**DIRECTIONS FOR THIS TASK**
Only the lines below, from the one with "Mutable descent through" through the one with "non-object node blocks", are to be written out, exactly.

Stored items:
------------

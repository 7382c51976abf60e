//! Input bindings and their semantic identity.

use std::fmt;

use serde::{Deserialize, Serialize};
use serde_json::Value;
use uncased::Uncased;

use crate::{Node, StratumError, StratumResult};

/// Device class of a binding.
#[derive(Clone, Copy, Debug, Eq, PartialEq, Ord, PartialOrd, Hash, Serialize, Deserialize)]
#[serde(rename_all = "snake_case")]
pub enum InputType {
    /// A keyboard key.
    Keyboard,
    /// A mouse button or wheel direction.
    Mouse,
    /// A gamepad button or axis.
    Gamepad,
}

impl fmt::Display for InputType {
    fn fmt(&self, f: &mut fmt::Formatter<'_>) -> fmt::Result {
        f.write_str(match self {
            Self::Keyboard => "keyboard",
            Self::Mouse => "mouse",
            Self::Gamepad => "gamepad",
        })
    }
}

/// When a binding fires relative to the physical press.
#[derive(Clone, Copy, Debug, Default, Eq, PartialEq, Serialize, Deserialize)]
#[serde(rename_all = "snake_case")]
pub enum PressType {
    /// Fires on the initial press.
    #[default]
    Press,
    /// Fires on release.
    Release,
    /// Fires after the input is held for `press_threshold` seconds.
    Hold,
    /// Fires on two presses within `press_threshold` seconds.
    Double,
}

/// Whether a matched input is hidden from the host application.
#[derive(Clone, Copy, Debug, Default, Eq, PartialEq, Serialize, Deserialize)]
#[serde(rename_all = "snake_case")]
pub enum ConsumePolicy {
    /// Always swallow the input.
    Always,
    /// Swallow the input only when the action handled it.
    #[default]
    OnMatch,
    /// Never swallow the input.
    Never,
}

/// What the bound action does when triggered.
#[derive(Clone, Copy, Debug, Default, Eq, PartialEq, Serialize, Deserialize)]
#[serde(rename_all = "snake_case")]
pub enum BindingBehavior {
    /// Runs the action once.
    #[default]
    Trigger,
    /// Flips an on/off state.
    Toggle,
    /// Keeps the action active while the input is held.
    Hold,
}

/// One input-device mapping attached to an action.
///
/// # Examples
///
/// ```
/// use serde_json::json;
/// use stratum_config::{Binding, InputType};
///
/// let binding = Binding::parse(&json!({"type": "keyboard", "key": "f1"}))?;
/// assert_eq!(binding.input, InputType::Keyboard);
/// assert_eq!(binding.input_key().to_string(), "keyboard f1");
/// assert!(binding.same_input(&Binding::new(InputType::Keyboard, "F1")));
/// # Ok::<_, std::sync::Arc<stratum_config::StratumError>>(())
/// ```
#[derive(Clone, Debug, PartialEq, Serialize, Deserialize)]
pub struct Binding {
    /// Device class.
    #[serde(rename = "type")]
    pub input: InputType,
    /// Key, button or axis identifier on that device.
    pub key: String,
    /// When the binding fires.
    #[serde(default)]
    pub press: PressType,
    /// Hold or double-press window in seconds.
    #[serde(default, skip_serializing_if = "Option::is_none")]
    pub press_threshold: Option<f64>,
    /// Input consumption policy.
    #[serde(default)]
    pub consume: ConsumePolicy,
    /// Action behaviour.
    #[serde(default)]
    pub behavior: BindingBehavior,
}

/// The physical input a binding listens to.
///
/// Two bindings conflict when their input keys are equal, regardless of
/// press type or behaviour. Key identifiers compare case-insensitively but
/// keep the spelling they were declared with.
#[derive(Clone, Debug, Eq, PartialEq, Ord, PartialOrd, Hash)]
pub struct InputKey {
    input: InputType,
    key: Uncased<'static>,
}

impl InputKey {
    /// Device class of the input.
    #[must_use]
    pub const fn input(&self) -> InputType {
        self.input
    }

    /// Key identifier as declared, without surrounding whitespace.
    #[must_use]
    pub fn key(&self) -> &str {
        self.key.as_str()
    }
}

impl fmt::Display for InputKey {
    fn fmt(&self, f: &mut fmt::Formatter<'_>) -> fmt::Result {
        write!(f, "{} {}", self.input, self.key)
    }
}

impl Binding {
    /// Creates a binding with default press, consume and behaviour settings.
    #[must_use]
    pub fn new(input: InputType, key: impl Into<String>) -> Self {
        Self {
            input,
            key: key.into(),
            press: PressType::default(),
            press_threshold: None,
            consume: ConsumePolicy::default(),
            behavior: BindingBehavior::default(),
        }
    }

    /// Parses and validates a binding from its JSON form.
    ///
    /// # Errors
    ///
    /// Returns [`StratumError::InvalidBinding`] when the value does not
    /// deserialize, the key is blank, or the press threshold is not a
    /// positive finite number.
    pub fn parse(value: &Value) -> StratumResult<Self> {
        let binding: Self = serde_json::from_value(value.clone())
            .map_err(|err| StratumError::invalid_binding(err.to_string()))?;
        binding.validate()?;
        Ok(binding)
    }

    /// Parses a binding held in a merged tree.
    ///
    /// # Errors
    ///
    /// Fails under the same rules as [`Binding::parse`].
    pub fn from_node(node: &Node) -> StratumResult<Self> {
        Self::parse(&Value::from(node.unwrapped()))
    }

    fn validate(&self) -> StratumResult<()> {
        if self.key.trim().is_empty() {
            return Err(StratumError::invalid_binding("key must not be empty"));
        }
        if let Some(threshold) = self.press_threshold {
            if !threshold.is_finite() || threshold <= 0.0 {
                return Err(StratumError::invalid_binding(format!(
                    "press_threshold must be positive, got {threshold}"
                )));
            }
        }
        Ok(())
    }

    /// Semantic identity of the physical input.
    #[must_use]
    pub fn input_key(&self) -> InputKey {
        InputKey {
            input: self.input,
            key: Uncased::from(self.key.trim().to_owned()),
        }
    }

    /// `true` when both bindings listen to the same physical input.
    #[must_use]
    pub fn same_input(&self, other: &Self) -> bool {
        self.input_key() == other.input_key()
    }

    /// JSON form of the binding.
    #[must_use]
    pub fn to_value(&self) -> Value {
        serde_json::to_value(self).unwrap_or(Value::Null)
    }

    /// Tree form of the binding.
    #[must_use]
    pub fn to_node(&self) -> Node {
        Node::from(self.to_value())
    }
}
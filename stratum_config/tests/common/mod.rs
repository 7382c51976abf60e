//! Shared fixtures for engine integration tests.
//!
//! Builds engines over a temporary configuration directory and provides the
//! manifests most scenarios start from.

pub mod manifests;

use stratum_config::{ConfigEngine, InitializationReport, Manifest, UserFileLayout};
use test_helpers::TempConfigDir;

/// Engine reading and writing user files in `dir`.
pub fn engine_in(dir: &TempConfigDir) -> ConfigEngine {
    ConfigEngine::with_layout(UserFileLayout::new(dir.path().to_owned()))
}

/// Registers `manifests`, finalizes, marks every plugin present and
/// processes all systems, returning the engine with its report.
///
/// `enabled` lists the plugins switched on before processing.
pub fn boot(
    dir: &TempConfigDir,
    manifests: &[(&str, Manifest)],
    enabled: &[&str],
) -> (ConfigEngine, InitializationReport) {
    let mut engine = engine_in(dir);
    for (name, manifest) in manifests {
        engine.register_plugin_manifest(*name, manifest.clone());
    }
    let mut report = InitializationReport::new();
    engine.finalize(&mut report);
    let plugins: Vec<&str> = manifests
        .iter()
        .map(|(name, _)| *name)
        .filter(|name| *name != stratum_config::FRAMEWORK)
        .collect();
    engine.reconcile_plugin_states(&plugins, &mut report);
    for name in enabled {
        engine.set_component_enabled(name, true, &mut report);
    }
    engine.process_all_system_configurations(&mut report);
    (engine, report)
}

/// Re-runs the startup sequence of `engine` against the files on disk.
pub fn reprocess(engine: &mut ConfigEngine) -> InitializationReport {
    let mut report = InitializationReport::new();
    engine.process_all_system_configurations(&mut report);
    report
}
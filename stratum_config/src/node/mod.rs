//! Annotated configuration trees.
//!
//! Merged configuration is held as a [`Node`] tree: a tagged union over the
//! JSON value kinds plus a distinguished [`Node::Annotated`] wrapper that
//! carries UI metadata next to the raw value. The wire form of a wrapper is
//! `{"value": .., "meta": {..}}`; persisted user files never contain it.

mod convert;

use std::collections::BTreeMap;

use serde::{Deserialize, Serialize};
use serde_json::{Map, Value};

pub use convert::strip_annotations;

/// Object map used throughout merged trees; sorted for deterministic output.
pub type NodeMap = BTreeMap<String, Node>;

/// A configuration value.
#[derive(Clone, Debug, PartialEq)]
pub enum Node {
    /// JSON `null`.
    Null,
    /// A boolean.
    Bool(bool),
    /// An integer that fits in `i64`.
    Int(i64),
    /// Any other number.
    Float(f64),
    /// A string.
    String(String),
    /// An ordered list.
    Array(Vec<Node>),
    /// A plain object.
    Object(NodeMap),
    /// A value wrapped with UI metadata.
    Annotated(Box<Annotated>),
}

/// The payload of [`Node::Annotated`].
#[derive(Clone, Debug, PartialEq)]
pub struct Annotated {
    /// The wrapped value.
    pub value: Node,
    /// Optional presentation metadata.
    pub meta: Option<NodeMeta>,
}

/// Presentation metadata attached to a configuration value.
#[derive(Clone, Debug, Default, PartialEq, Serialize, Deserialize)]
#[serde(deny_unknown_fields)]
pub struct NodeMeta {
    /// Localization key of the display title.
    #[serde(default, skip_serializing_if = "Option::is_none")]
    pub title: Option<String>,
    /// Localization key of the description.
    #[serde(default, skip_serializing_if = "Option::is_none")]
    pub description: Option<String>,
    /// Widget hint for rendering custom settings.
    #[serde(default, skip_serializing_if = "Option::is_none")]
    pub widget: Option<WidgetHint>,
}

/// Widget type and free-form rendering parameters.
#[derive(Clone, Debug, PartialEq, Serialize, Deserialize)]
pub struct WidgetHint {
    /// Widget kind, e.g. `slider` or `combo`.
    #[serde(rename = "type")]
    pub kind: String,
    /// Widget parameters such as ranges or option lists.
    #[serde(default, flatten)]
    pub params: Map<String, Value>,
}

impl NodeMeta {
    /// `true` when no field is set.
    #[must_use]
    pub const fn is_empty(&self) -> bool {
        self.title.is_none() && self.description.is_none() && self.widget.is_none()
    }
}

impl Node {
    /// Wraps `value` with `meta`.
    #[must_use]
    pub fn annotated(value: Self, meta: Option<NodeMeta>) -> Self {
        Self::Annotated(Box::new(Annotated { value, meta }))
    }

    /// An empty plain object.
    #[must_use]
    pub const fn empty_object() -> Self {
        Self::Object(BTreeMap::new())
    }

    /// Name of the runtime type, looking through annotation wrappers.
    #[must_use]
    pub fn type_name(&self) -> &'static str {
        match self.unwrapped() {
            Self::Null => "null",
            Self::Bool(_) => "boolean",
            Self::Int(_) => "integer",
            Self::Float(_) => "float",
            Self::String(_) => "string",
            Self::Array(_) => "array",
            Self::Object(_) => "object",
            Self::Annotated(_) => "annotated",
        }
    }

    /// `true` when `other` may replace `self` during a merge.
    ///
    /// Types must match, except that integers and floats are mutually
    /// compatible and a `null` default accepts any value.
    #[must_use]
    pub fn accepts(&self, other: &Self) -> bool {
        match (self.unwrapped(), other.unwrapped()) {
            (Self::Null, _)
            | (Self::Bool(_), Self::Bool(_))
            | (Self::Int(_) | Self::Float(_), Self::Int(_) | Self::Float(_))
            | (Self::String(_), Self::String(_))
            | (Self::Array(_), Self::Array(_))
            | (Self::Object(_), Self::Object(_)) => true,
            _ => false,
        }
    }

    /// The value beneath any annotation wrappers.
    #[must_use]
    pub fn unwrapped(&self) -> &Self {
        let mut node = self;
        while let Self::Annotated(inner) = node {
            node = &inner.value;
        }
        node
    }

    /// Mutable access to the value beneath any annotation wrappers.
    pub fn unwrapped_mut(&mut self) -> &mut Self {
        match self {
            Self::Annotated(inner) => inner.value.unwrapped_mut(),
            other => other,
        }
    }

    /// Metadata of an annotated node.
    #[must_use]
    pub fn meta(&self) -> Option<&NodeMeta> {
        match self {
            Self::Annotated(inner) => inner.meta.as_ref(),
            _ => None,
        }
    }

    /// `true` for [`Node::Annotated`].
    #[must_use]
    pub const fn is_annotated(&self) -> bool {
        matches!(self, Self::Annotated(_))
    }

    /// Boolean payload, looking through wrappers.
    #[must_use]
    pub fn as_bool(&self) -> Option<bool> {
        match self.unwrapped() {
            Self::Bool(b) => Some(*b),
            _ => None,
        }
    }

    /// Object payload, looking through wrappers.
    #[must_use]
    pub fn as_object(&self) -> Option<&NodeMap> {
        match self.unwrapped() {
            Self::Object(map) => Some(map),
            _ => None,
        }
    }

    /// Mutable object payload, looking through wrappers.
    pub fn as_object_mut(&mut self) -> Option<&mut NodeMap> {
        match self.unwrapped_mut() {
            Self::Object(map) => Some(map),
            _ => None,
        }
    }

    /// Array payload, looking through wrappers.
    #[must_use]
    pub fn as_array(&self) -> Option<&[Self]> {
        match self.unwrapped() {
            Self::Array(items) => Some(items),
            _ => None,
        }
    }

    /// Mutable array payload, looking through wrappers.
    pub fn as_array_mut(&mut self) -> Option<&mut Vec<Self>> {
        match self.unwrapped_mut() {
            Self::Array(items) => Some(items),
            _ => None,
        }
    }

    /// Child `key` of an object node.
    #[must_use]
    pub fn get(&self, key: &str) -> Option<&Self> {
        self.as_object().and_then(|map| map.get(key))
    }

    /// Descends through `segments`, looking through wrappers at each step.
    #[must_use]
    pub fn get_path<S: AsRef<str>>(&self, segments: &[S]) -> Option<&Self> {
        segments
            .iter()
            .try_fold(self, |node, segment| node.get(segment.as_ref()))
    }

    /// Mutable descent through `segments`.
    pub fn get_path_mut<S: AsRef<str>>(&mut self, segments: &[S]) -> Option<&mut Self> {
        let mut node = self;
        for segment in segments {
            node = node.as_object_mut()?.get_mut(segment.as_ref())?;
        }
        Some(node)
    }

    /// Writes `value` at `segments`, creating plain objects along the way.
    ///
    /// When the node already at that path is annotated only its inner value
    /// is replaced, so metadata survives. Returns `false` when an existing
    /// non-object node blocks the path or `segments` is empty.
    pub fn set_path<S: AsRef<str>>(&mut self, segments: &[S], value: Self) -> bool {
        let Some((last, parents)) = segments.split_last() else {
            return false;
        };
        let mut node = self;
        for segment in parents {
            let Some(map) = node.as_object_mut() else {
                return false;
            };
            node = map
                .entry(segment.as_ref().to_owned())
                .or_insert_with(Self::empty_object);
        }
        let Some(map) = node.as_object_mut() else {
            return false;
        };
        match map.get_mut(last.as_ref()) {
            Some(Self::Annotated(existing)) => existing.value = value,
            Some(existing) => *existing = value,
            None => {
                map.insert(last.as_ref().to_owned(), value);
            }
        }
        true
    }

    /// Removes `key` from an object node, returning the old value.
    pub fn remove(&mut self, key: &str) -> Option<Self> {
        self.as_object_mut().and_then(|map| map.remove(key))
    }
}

------------

**RESULT OF THIS TASK**
    /// Mutable descent through `segments`.
    pub fn get_path_mut<S: AsRef<str>>(&mut self, segments: &[S]) -> Option<&mut Self> {
        let mut node = self;
        for segment in segments {
            node = node.as_object_mut()?.get_mut(segment.as_ref())?;
        }
        Some(node)
    }

    /// Writes `value` at `segments`, creating plain objects along the way.
    ///
    /// When the node already at that path is annotated only its inner value
    /// is replaced, so metadata survives. Returns `false` when an existing
    /// non-object node blocks the path or `segments` is empty.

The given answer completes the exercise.